Cinco

Los jovencitos abandonan Entre jazmines cabizbajos y en silencio. Varios policías esperan en la puerta para llevárselos a la Demarcación de La Merced.

A distancia discreta, dos envarados caballeros observan la escena con semblante adusto. Son los padres de dos de los juerguistas.

Hay también algunos curiosos, agentes de la Policía de Sanidad, reporteros, fotógrafos. Los muchachos tienen mal aspecto. Están despeinados y sucios y muestran gestos de pesar, salvo el que parece haber dirigido la fiesta, quien, deteniéndose ante Villagrés, le espeta muy resentido:

—Usted prometió no avisar a la prensa ni a mi padre.

—Mentí —responde Villagrés, ahogando un bostezo.

—¡Chonte de mierda!

Villagrés no se inmuta por ello. Únicamente piensa en el pan dulce y el café caliente que se va a tomar antes de irse a dormir. Así que se limita a contestar:

—Barajo, seño.

El insulto a la virilidad del jovencito hace reír a los policías e incluso a los otros pollos.

Las cosas no han ido a más y Villagrés se siente satisfecho. Solo madame ha perdido los papeles. Sacando a relucir una violencia impensable en señora tan señoreada, y un lenguaje que desdice su, en apariencia, refinada urbanidad, ha estado a punto de encasquetarle al cabecilla una maceta de las que adornan el salón y le ha llamado hijo de la gran puta. Por suerte, Rosalío le detuvo el brazo cuando madame, hecha una furia, enarbolaba el tiesto.

Villagrés se dirige al inspector González, su relevo, con el fin de despedirse, pero justo en ese momento divisa a otro agente que, tras doblar la esquina de la Cuarta calle, se acerca al burdel en bicicleta.

El inspector lo reconoce enseguida. Se trata de Píoquinto Zaldaña, ordenanza del comisario Landero, jefe directo de Villagrés. Píoquinto se ocupa de menesteres menudos, como escribir cartas a máquina, servir café y hacer mandados.

Lo raro es que, siendo de carácter apático, llegue sofocado por el sprint.

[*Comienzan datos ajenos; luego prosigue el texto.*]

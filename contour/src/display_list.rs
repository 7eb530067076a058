// Copyright 2025 the Contour Authors
// SPDX-License-Identifier: Apache-2.0 OR MIT

extern crate alloc;
use alloc::vec::Vec;

use peniko::kurbo::{BezPath, Point, Rect, Vec2};

use crate::surface::{Paint, RasterHandle, Surface};

/// Items for [`DisplayList`]
#[derive(Clone, Debug)]
pub enum DisplayItem {
    /// See [`Surface::fill`].
    Fill {
        /// Filled path.
        path: BezPath,
        /// Paint used.
        paint: Paint,
    },
    /// See [`Surface::stroke`].
    Stroke {
        /// Stroked path.
        path: BezPath,
        /// Paint used.
        paint: Paint,
        /// Stroke width.
        width: f64,
    },
    /// See [`Surface::blur_into_buffer`].
    BlurIntoBuffer {
        /// Buffer that was allocated.
        buffer: RasterHandle,
        /// Blurred path.
        path: BezPath,
        /// Paint used.
        paint: Paint,
        /// Blur radius.
        radius: f64,
    },
    /// See [`Surface::composite_buffer`].
    Composite {
        /// Buffer to draw.
        buffer: RasterHandle,
        /// Where its origin goes.
        origin: Point,
    },
    /// See [`Surface::release_buffer`].
    Release(RasterHandle),
    /// See [`Surface::clip_to`].
    Clip(Rect),
    /// See [`Surface::translate_origin`].
    Translate(Vec2),
    /// See [`Surface::save`].
    Save,
    /// See [`Surface::restore`].
    Restore,
}

/// Surface that records what is drawn onto it.
#[derive(Debug, Default)]
pub struct DisplayList {
    /// Items in DisplayList
    pub items: Vec<DisplayItem>,
    next_buffer: u32,
}

impl DisplayList {
    /// Push a [`DisplayItem`], returning its index.
    pub fn push(&mut self, i: impl Into<DisplayItem>) -> usize {
        let n = self.items.len();
        self.items.push(i.into());
        n
    }

    /// Remove all items. Buffer handles keep counting up.
    pub fn clear(&mut self) {
        self.items.clear();
    }

    /// Number of fills recorded.
    pub fn fill_count(&self) -> usize {
        self.items
            .iter()
            .filter(|i| matches!(i, DisplayItem::Fill { .. }))
            .count()
    }

    /// Number of strokes recorded.
    pub fn stroke_count(&self) -> usize {
        self.items
            .iter()
            .filter(|i| matches!(i, DisplayItem::Stroke { .. }))
            .count()
    }

    /// Number of blurred buffers rendered.
    pub fn blur_count(&self) -> usize {
        self.items
            .iter()
            .filter(|i| matches!(i, DisplayItem::BlurIntoBuffer { .. }))
            .count()
    }
}

impl Surface for DisplayList {
    fn fill(&mut self, path: &BezPath, paint: &Paint) {
        self.push(DisplayItem::Fill {
            path: path.clone(),
            paint: *paint,
        });
    }

    fn stroke(&mut self, path: &BezPath, paint: &Paint, width: f64) {
        self.push(DisplayItem::Stroke {
            path: path.clone(),
            paint: *paint,
            width,
        });
    }

    fn blur_into_buffer(&mut self, path: &BezPath, paint: &Paint, radius: f64) -> RasterHandle {
        let buffer = RasterHandle(self.next_buffer);
        self.next_buffer = self.next_buffer.wrapping_add(1);
        self.push(DisplayItem::BlurIntoBuffer {
            buffer,
            path: path.clone(),
            paint: *paint,
            radius,
        });
        buffer
    }

    fn composite_buffer(&mut self, buffer: RasterHandle, origin: Point) {
        self.push(DisplayItem::Composite { buffer, origin });
    }

    fn release_buffer(&mut self, buffer: RasterHandle) {
        self.push(DisplayItem::Release(buffer));
    }

    fn clip_to(&mut self, rect: Rect) {
        self.push(DisplayItem::Clip(rect));
    }

    fn translate_origin(&mut self, delta: Vec2) {
        self.push(DisplayItem::Translate(delta));
    }

    fn save(&mut self) {
        self.push(DisplayItem::Save);
    }

    fn restore(&mut self) {
        self.push(DisplayItem::Restore);
    }
}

—El comisario Landero ordena que se presente de inmediato —le dice a Villagrés de sopetón.

—¿Ahorita?

—En el término de la distancia.

—Estuve toda la noche en vela. Es mi día libre, Píoquinto. Y hay otros inspectores. ¿No podría ir González? Este asunto de aquí —dice señalando al burdel— ya está resuelto.

—El señor comisario dice que vaya usted. Y yo cumplo con mis órdenes. Si no quiere obedecer, es cosa suya.

—¿Y qué puede ser tan importante para que haya sido yo el elegido?

—Parece ser que se ha caído un avión.

—¿Cómo que parece ser? O se ha caído o no se ha caído.

—Bueno, pues sí, se ha caído —refunfuña Píoquinto, a quien no le entusiasma dar su brazo a torcer.

Villagrés asiente con el resignado gesto de quien había barruntado que algo grave estaba por ocurrir esa mañana. Su oído no le mentía cuando detectó el runrún del avión.

—¿Y dónde fue a estrellarse?

—En el Callejón de Dolores.

—¿Y ha habido muertos?

—Sí cuatro. Parece que cayeron en el patio de los escusados.

—No le creo —dice Villagrés con gesto de sorpresa.

—¿Qué cosa no puede creer?

—Nada. Son asuntos míos. ¿Me decía?

—Le decía que en callejón está el comisario haciendo pesquisas. Por lo visto hay otros problemas.

—Qué clase de problemas, Píoquinto. ¿O no le parece bastante problema que un aeroplano haya caído sobre la ciudad?

Píoquinto baja la voz.

—Faltan algunas cosas —dice.

—¿De dónde? ¿Del aparato?

—No lo sé, Bonifacio. Solo sé que tiene que irse ahoritita.

—Entonces présteme la bicicleta.

—Eso sí no se va a poder.

Villagrés pone cara de San Lorenzo a punto de ser asado. Todo lo quieren con urgencia, pero nadie ayuda con el flete.

Uno de los jóvenes, el más asustado del grupo, toca la espalda de Villagrés y le dice en tono de súplica:

—¿Qué van a hacer con mi carro, inspector?

A pocos pasos de él está el lujoso Dodge Hudson, de neumáticos aureolados y guardafangos como alas de gaviota. Al rostro de Villagrés acude un gesto de voluptuosidad. Y sin pensarlo siquiera, se estira la casaca, se acomoda el correaje y el revólver, se ajusta la gorra de plato y, adoptando el tono de voz, la pose y el aire de un mariscal, responde:

—No lo sé, muchachito. Eso será cosa del juez. Pero, de momento, me ha dado usted una idea.